> [TASK REQUIREMENTS]: Look through the entries below and return all lines including the word "bool".

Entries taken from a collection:
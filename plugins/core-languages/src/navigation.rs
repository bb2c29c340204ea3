use std::sync::Arc;

use scribe_core::extension::{Identified, NavigationProvider, NavigationTarget};
use scribe_core::vfs::VirtualFile;

/// Keywords that introduce a named item or binding
const DEFINITION_KEYWORDS: &[&str] = &[
    "fn", "struct", "enum", "trait", "type", "const", "static", "mod", "union", "macro_rules", "let",
];

fn is_ident_char(c: char) -> bool {
    c.is_alphanumeric() || c == '_'
}

/// Resolves a Rust identifier to its definition in the same file.
///
/// This is a lexical search: the first item or binding with a matching name
/// wins, and comments and strings are not excluded.
#[derive(Debug, Default)]
pub struct RustDefinitionProvider;

impl RustDefinitionProvider {
    pub fn new() -> Self {
        Self
    }
}

/// The identifier under or directly before `offset`, with its char range
fn identifier_at(chars: &[char], offset: usize) -> Option<(usize, usize)> {
    if offset > chars.len() {
        return None;
    }
    let anchor = if offset < chars.len() && is_ident_char(chars[offset]) {
        offset
    } else if offset > 0 && is_ident_char(chars[offset - 1]) {
        offset - 1
    } else {
        return None;
    };

    let mut start = anchor;
    while start > 0 && is_ident_char(chars[start - 1]) {
        start -= 1;
    }
    let mut end = anchor + 1;
    while end < chars.len() && is_ident_char(chars[end]) {
        end += 1;
    }
    if chars[start].is_ascii_digit() {
        return None;
    }
    Some((start, end))
}

/// Words of the text with their starting char offset
fn words(chars: &[char]) -> Vec<(usize, String)> {
    let mut words = Vec::new();
    let mut i = 0;
    while i < chars.len() {
        if is_ident_char(chars[i]) {
            let start = i;
            while i < chars.len() && is_ident_char(chars[i]) {
                i += 1;
            }
            words.push((start, chars[start..i].iter().collect()));
        } else {
            i += 1;
        }
    }
    words
}

/// Char offset of the first definition of `name`
fn find_definition(chars: &[char], name: &str) -> Option<usize> {
    let words = words(chars);
    let mut previous: Option<&str> = None;
    for (start, word) in &words {
        if word == name && previous.is_some_and(|keyword| DEFINITION_KEYWORDS.contains(&keyword)) {
            return Some(*start);
        }
        // `let mut x` and `static mut X` bind the word after `mut`
        if word != "mut" {
            previous = Some(word.as_str());
        }
    }
    None
}

impl Identified for RustDefinitionProvider {
    fn id(&self) -> &str {
        "rust-definition"
    }
}

impl NavigationProvider for RustDefinitionProvider {
    fn supports(&self, file: &dyn VirtualFile) -> bool {
        !file.is_directory() && file.extension().is_some_and(|ext| ext.eq_ignore_ascii_case("rs"))
    }

    fn goto_definition(
        &self,
        file: &Arc<dyn VirtualFile>,
        offset: usize,
        contents: &str,
    ) -> Option<NavigationTarget> {
        let chars: Vec<char> = contents.chars().collect();
        let (start, end) = identifier_at(&chars, offset)?;
        let name: String = chars[start..end].iter().collect();
        if DEFINITION_KEYWORDS.contains(&name.as_str()) {
            return None;
        }

        let definition = find_definition(&chars, &name)?;
        log::debug!("Resolved '{}' in {} to offset {}", name, file.path(), definition);
        Some(NavigationTarget::new(file.clone(), definition))
    }
}

#[cfg(test)]
mod tests {
    use super::*;
    use scribe_core::vfs::LocalVirtualFile;

    const SOURCE: &str = "struct Point { x: i32 }\n\nfn origin() -> Point {\n    let mut p = Point { x: 0 };\n    p.x = 1;\n    p\n}\n";

    fn offset_of(needle: &str, nth: usize) -> usize {
        let byte = SOURCE.match_indices(needle).nth(nth).unwrap().0;
        SOURCE[..byte].chars().count()
    }

    #[test]
    fn test_resolves_struct_usage_to_definition() {
        let provider = RustDefinitionProvider::new();
        let file = LocalVirtualFile::shared("/src/geometry.rs");

        let usage = offset_of("Point", 1);
        let target = provider.goto_definition(&file, usage + 2, SOURCE).unwrap();
        assert_eq!(target.offset(), offset_of("Point", 0));
        assert_eq!(target.file().path(), file.path());
    }

    #[test]
    fn test_resolves_let_mut_binding() {
        let provider = RustDefinitionProvider::new();
        let file = LocalVirtualFile::shared("/src/geometry.rs");

        let usage = offset_of("p.x", 0);
        let target = provider.goto_definition(&file, usage, SOURCE).unwrap();
        assert_eq!(target.offset(), offset_of("p =", 0));
    }

    #[test]
    fn test_cursor_just_after_identifier() {
        let provider = RustDefinitionProvider::new();
        let file = LocalVirtualFile::shared("/src/geometry.rs");

        let end_of_origin = offset_of("origin", 0) + "origin".len();
        let target = provider.goto_definition(&file, end_of_origin, SOURCE).unwrap();
        assert_eq!(target.offset(), offset_of("origin", 0));
    }

    #[test]
    fn test_no_target_for_unknown_or_out_of_range() {
        let provider = RustDefinitionProvider::new();
        let file = LocalVirtualFile::shared("/src/geometry.rs");

        assert!(provider.goto_definition(&file, offset_of("i32", 0), SOURCE).is_none());
        assert!(provider.goto_definition(&file, SOURCE.chars().count() + 5, SOURCE).is_none());
        assert!(provider.goto_definition(&file, offset_of("fn", 0), SOURCE).is_none());
        assert!(provider.goto_definition(&file, 0, "").is_none());
    }

    #[test]
    fn test_offsets_count_chars_not_bytes() {
        let provider = RustDefinitionProvider::new();
        let file = LocalVirtualFile::shared("/src/unicode.rs");
        let source = "// héllo wörld\nconst LIMIT: u8 = 3;\nfn f() -> u8 { LIMIT }\n";

        let usage_byte = source.rfind("LIMIT").unwrap();
        let usage = source[..usage_byte].chars().count();
        let target = provider.goto_definition(&file, usage, source).unwrap();
        let def_byte = source.find("LIMIT").unwrap();
        assert_eq!(target.offset(), source[..def_byte].chars().count());
    }

    #[test]
    fn test_supports_only_rust_files() {
        let provider = RustDefinitionProvider::new();
        assert!(provider.supports(&LocalVirtualFile::new("/src/main.rs")));
        assert!(provider.supports(&LocalVirtualFile::new("/src/MAIN.RS")));
        assert!(!provider.supports(&LocalVirtualFile::new("/src/main.c")));
        assert!(!provider.supports(&LocalVirtualFile::new("/src/Makefile")));
    }
}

> [FINAL ANSWER]:
fn is_ident_char(c: char) -> bool {
    fn supports(&self, file: &dyn VirtualFile) -> bool {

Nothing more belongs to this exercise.